Franco Arminio: un inno alla semplicità pura. L’importanza di ricercare la poesia nel mondo

E’ ancora possibile, nella nostra realtà tecnologica, parlare di poesia? Come e dove trovarla tramite gli insegnamenti di Franco Arminio.

Copertina di “Resteranno i canti” di Franco Arminio

“Siamo ancora capaci di guardare il mondo? Possiamo ancora emozionarci, meravigliarci davanti alla bellezza del mondo? Forse sì, forse accade ancora, ma sono accadimenti brevi, fugacissimi. È che siamo storditi. Anche la giornata più ordinaria porta con sé troppe cose. In un giorno incontriamo tante persone, gli incontri in rete comunque sono incontri e le parole sono parole e le emozioni sono emozioni: è tutto vero e tutto falso ed è tutto un ronzio che ci sfinisce.” (Franco Arminio, “Il mondo è diventato una nuvola” estratto dal blog “Comunità provvisorie”)

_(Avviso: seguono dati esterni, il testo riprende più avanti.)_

//! services/journal/src/adapters/remote.rs
//!
//! This module contains the remote store adapter, the concrete implementation of
//! the `RemoteStore` port backed by PostgreSQL through `sqlx`. It owns the
//! snake_case relational mapping of the journal entities.

use std::sync::Arc;

use async_trait::async_trait;
use booktalk_core::domain::{
    Book, Message, MessagePatch, MessageType, Profile, ReadingStatus, Sender, UserIdentity,
    MAX_RATING,
};
use booktalk_core::ports::{PortError, PortResult, RemoteStore, SessionProvider};
use chrono::{DateTime, Utc};
use sqlx::{FromRow, PgPool};
use tokio::sync::RwLock;
use tracing::{debug, info};
use uuid::Uuid;

/// Tables the journal expects to exist remotely.
pub const REMOTE_TABLES: [&str; 3] = ["profiles", "books", "messages"];

const UNDEFINED_TABLE: &str = "42P01";
const UNIQUE_VIOLATION: &str = "23505";

//=========================================================================================
// Session Provider
//=========================================================================================

/// A session whose identity is fixed at startup and can only be cleared.
#[derive(Debug, Default)]
pub struct StaticSession {
    user: RwLock<Option<UserIdentity>>,
}

impl StaticSession {
    pub fn new(user: Option<UserIdentity>) -> Self {
        Self {
            user: RwLock::new(user),
        }
    }

    pub fn signed_in(user_id: Uuid, email: Option<String>) -> Self {
        Self::new(Some(UserIdentity { user_id, email }))
    }
}

#[async_trait]
impl SessionProvider for StaticSession {
    async fn current_user(&self) -> Option<UserIdentity> {
        self.user.read().await.clone()
    }

    async fn sign_out(&self) {
        self.user.write().await.take();
    }
}

//=========================================================================================
// The Main Adapter Struct
//=========================================================================================

/// A remote adapter that implements the `RemoteStore` port.
#[derive(Clone)]
pub struct PgRemoteStore {
    pool: PgPool,
    session: Arc<dyn SessionProvider>,
}

impl PgRemoteStore {
    /// Creates a new `PgRemoteStore`.
    pub fn new(pool: PgPool, session: Arc<dyn SessionProvider>) -> Self {
        Self { pool, session }
    }

    /// A helper function to run database migrations at startup.
    pub async fn run_migrations(&self) -> Result<(), sqlx::Error> {
        sqlx::migrate!("./migrations").run(&self.pool).await?;
        Ok(())
    }

    async fn require_user(&self) -> PortResult<UserIdentity> {
        self.session
            .current_user()
            .await
            .ok_or(PortError::NotAuthenticated)
    }
}

/// Translates a `sqlx` failure into the port's error vocabulary.
fn map_sqlx_error(err: sqlx::Error, table: &str, key: &str) -> PortError {
    match &err {
        sqlx::Error::RowNotFound => PortError::NotFound(format!("{} {}", table, key)),
        sqlx::Error::Database(db) => match db.code().as_deref() {
            Some(UNDEFINED_TABLE) => PortError::SchemaMissing(table.to_string()),
            Some(UNIQUE_VIOLATION) => PortError::Conflict(format!("{} {}", table, key)),
            _ => PortError::RemoteUnavailable(err.to_string()),
        },
        _ => PortError::RemoteUnavailable(err.to_string()),
    }
}

/// Inserts or updates a book. The update branch only fires for the owner's row,
/// so a foreign row with the same id is left untouched and nothing is written.
const UPSERT_BOOK_SQL: &str = "INSERT INTO books (id, user_id, title, author, cover_url, status, \
     rating, added_at, last_message, last_message_time, summary) \
     VALUES ($1, $2, $3, $4, $5, $6, $7, $8, $9, $10, $11) \
     ON CONFLICT (id) DO UPDATE SET title = EXCLUDED.title, author = EXCLUDED.author, \
     cover_url = EXCLUDED.cover_url, status = EXCLUDED.status, rating = EXCLUDED.rating, \
     added_at = EXCLUDED.added_at, last_message = EXCLUDED.last_message, \
     last_message_time = EXCLUDED.last_message_time, summary = EXCLUDED.summary \
     WHERE books.user_id = EXCLUDED.user_id";

/// An upsert that touched no row hit an id owned by someone else.
fn require_written(rows_affected: u64, table: &str, key: &str) -> PortResult<()> {
    if rows_affected == 0 {
        return Err(PortError::Conflict(format!("{} {}", table, key)));
    }
    Ok(())
}

//=========================================================================================
// "Impure" Database Record Structs
//=========================================================================================

#[derive(FromRow)]
struct ProfileRecord {
    name: String,
    joined_at: DateTime<Utc>,
    avatar_url: Option<String>,
}
impl ProfileRecord {
    fn to_domain(self) -> Profile {
        Profile {
            name: self.name,
            joined_at: self.joined_at,
            avatar_url: self.avatar_url,
        }
    }
}

#[derive(FromRow)]
struct BookRecord {
    id: String,
    title: String,
    author: String,
    cover_url: String,
    status: String,
    rating: i16,
    added_at: DateTime<Utc>,
    last_message: Option<String>,
    last_message_time: Option<DateTime<Utc>>,
    summary: Option<String>,
}
impl BookRecord {
    fn to_domain(self) -> PortResult<Book> {
        let status = self
            .status
            .parse::<ReadingStatus>()
            .map_err(|e| PortError::Unexpected(e.to_string()))?;
        Ok(Book {
            id: self.id,
            title: self.title,
            author: self.author,
            cover_url: self.cover_url,
            status,
            rating: self.rating.clamp(0, MAX_RATING as i16) as u8,
            last_message: self.last_message,
            last_message_time: self.last_message_time,
            added_at: self.added_at,
            summary: self.summary,
        })
    }
}

#[derive(FromRow)]
struct MessageRecord {
    id: String,
    book_id: String,
    text: String,
    kind: String,
    sender: String,
    timestamp: DateTime<Utc>,
    page: Option<String>,
    thought: Option<String>,
    keywords: Option<Vec<String>>,
}
impl MessageRecord {
    fn to_domain(self) -> PortResult<Message> {
        let kind = self
            .kind
            .parse::<MessageType>()
            .map_err(|e| PortError::Unexpected(e.to_string()))?;
        let sender = self
            .sender
            .parse::<Sender>()
            .map_err(|e| PortError::Unexpected(e.to_string()))?;
        Ok(Message {
            id: self.id,
            book_id: self.book_id,
            text: self.text,
            kind,
            timestamp: self.timestamp,
            sender,
            page: self.page,
            thought: self.thought,
            keywords: self.keywords,
        })
    }
}

//=========================================================================================
// `RemoteStore` Trait Implementation
//=========================================================================================

#[async_trait]
impl RemoteStore for PgRemoteStore {
    async fn get_current_user(&self) -> PortResult<Option<UserIdentity>> {
        Ok(self.session.current_user().await)
    }

    async fn get_profile(&self) -> PortResult<Option<Profile>> {
        let user = self.require_user().await?;
        let record = sqlx::query_as::<_, ProfileRecord>(
            "SELECT name, joined_at, avatar_url FROM profiles WHERE id = $1",
        )
        .bind(user.user_id)
        .fetch_optional(&self.pool)
        .await
        .map_err(|e| map_sqlx_error(e, "profiles", &user.user_id.to_string()))?;
        Ok(record.map(ProfileRecord::to_domain))
    }

    async fn save_profile(&self, profile: &Profile) -> PortResult<()> {
        let user = self.require_user().await?;
        sqlx::query(
            "INSERT INTO profiles (id, name, joined_at, avatar_url) VALUES ($1, $2, $3, $4) \
             ON CONFLICT (id) DO UPDATE SET name = EXCLUDED.name, joined_at = EXCLUDED.joined_at, \
             avatar_url = EXCLUDED.avatar_url",
        )
        .bind(user.user_id)
        .bind(&profile.name)
        .bind(profile.joined_at)
        .bind(&profile.avatar_url)
        .execute(&self.pool)
        .await
        .map_err(|e| map_sqlx_error(e, "profiles", &user.user_id.to_string()))?;
        Ok(())
    }

    async fn get_books(&self) -> PortResult<Vec<Book>> {
        let user = self.require_user().await?;
        let records = sqlx::query_as::<_, BookRecord>(
            "SELECT id, title, author, cover_url, status, rating, added_at, last_message, \
             last_message_time, summary FROM books WHERE user_id = $1 \
             ORDER BY last_message_time DESC NULLS LAST",
        )
        .bind(user.user_id)
        .fetch_all(&self.pool)
        .await
        .map_err(|e| map_sqlx_error(e, "books", "list"))?;

        records.into_iter().map(BookRecord::to_domain).collect()
    }

    async fn save_book(&self, book: &Book) -> PortResult<()> {
        let user = self.require_user().await?;
        let result = sqlx::query(UPSERT_BOOK_SQL)
            .bind(&book.id)
            .bind(user.user_id)
            .bind(&book.title)
            .bind(&book.author)
            .bind(&book.cover_url)
            .bind(book.status.as_str())
            .bind(i16::from(book.rating))
            .bind(book.added_at)
            .bind(&book.last_message)
            .bind(book.last_message_time)
            .bind(&book.summary)
            .execute(&self.pool)
            .await
            .map_err(|e| map_sqlx_error(e, "books", &book.id))?;
        require_written(result.rows_affected(), "books", &book.id)?;
        debug!(book_id = %book.id, "Upserted remote book");
        Ok(())
    }

    async fn delete_book(&self, book_id: &str) -> PortResult<()> {
        let user = self.require_user().await?;
        sqlx::query("DELETE FROM messages WHERE book_id = $1 AND user_id = $2")
            .bind(book_id)
            .bind(user.user_id)
            .execute(&self.pool)
            .await
            .map_err(|e| map_sqlx_error(e, "messages", book_id))?;
        sqlx::query("DELETE FROM books WHERE id = $1 AND user_id = $2")
            .bind(book_id)
            .bind(user.user_id)
            .execute(&self.pool)
            .await
            .map_err(|e| map_sqlx_error(e, "books", book_id))?;
        Ok(())
    }

    async fn get_messages(&self, book_id: &str) -> PortResult<Vec<Message>> {
        let user = self.require_user().await?;
        let records = sqlx::query_as::<_, MessageRecord>(
            "SELECT id, book_id, text, \"type\" AS kind, sender, \"timestamp\", page, thought, \
             keywords FROM messages WHERE book_id = $1 AND user_id = $2 ORDER BY \"timestamp\" ASC",
        )
        .bind(book_id)
        .bind(user.user_id)
        .fetch_all(&self.pool)
        .await
        .map_err(|e| map_sqlx_error(e, "messages", book_id))?;

        records.into_iter().map(MessageRecord::to_domain).collect()
    }

    async fn add_message(&self, message: &Message) -> PortResult<()> {
        let user = self.require_user().await?;
        sqlx::query(
            "INSERT INTO messages (id, book_id, user_id, text, \"type\", sender, \"timestamp\", \
             page, thought, keywords) VALUES ($1, $2, $3, $4, $5, $6, $7, $8, $9, $10)",
        )
        .bind(&message.id)
        .bind(&message.book_id)
        .bind(user.user_id)
        .bind(&message.text)
        .bind(message.kind.as_str())
        .bind(message.sender.as_str())
        .bind(message.timestamp)
        .bind(&message.page)
        .bind(&message.thought)
        .bind(&message.keywords)
        .execute(&self.pool)
        .await
        .map_err(|e| map_sqlx_error(e, "messages", &message.id))?;
        Ok(())
    }

    async fn update_message(&self, message_id: &str, patch: &MessagePatch) -> PortResult<()> {
        if patch.is_empty() {
            return Ok(());
        }
        let user = self.require_user().await?;
        sqlx::query(
            "UPDATE messages SET text = COALESCE($1, text), keywords = COALESCE($2, keywords) \
             WHERE id = $3 AND user_id = $4",
        )
        .bind(&patch.text)
        .bind(&patch.keywords)
        .bind(message_id)
        .bind(user.user_id)
        .execute(&self.pool)
        .await
        .map_err(|e| map_sqlx_error(e, "messages", message_id))?;
        Ok(())
    }

    async fn delete_message(&self, message_id: &str) -> PortResult<()> {
        let user = self.require_user().await?;
        sqlx::query("DELETE FROM messages WHERE id = $1 AND user_id = $2")
            .bind(message_id)
            .bind(user.user_id)
            .execute(&self.pool)
            .await
            .map_err(|e| map_sqlx_error(e, "messages", message_id))?;
        Ok(())
    }

    async fn probe_table(&self, table: &str) -> PortResult<()> {
        if !REMOTE_TABLES.contains(&table) {
            return Err(PortError::Unexpected(format!("'{}' is not a journal table", table)));
        }
        // The name comes from the fixed list above, so interpolating it is safe.
        sqlx::query(&format!("SELECT 1 FROM {} LIMIT 1", table))
            .fetch_optional(&self.pool)
            .await
            .map_err(|e| map_sqlx_error(e, table, "probe"))?;
        Ok(())
    }

    async fn sign_out(&self) -> PortResult<()> {
        self.session.sign_out().await;
        info!("Signed out of remote session");
        Ok(())
    }
}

Franco Arminio e la sua poetica sensibile

“Lo sappiamo che esistono

persone che se parli di tramonti

e lune e fili d’erba e morti e case chiuse

pensano che sei un nostalgico

e pure astratto e poco politico.

Queste persone spesso immaginano

di essere estreme e di sinistra

e di essere pure dalla parte dei deboli

e della correttezza.

Hanno ragione, la poesia non è corretta,

la poesia non è di sinistra

e non deve difendere nessuno,

la poesia cade nel mondo da un altro mondo

e se non vi interessa non c’è problema,

ignoratela,

tanto voi sapete già tante cose

e siete sulla retta via,

non vi serve leggere negli occhi delle vacche

nei respiri delle formiche.

La poesia pensatela narcisa,

pensatela presuntuosa,

pensatela come volete.

Ci sono gli alberi, ci sono i morti,

ci sono gli abbracci,

c’è ancora qualcosa

per cui è bello vivere.

Io vivo per tutto quello che vi sfugge.” (Franco Arminio)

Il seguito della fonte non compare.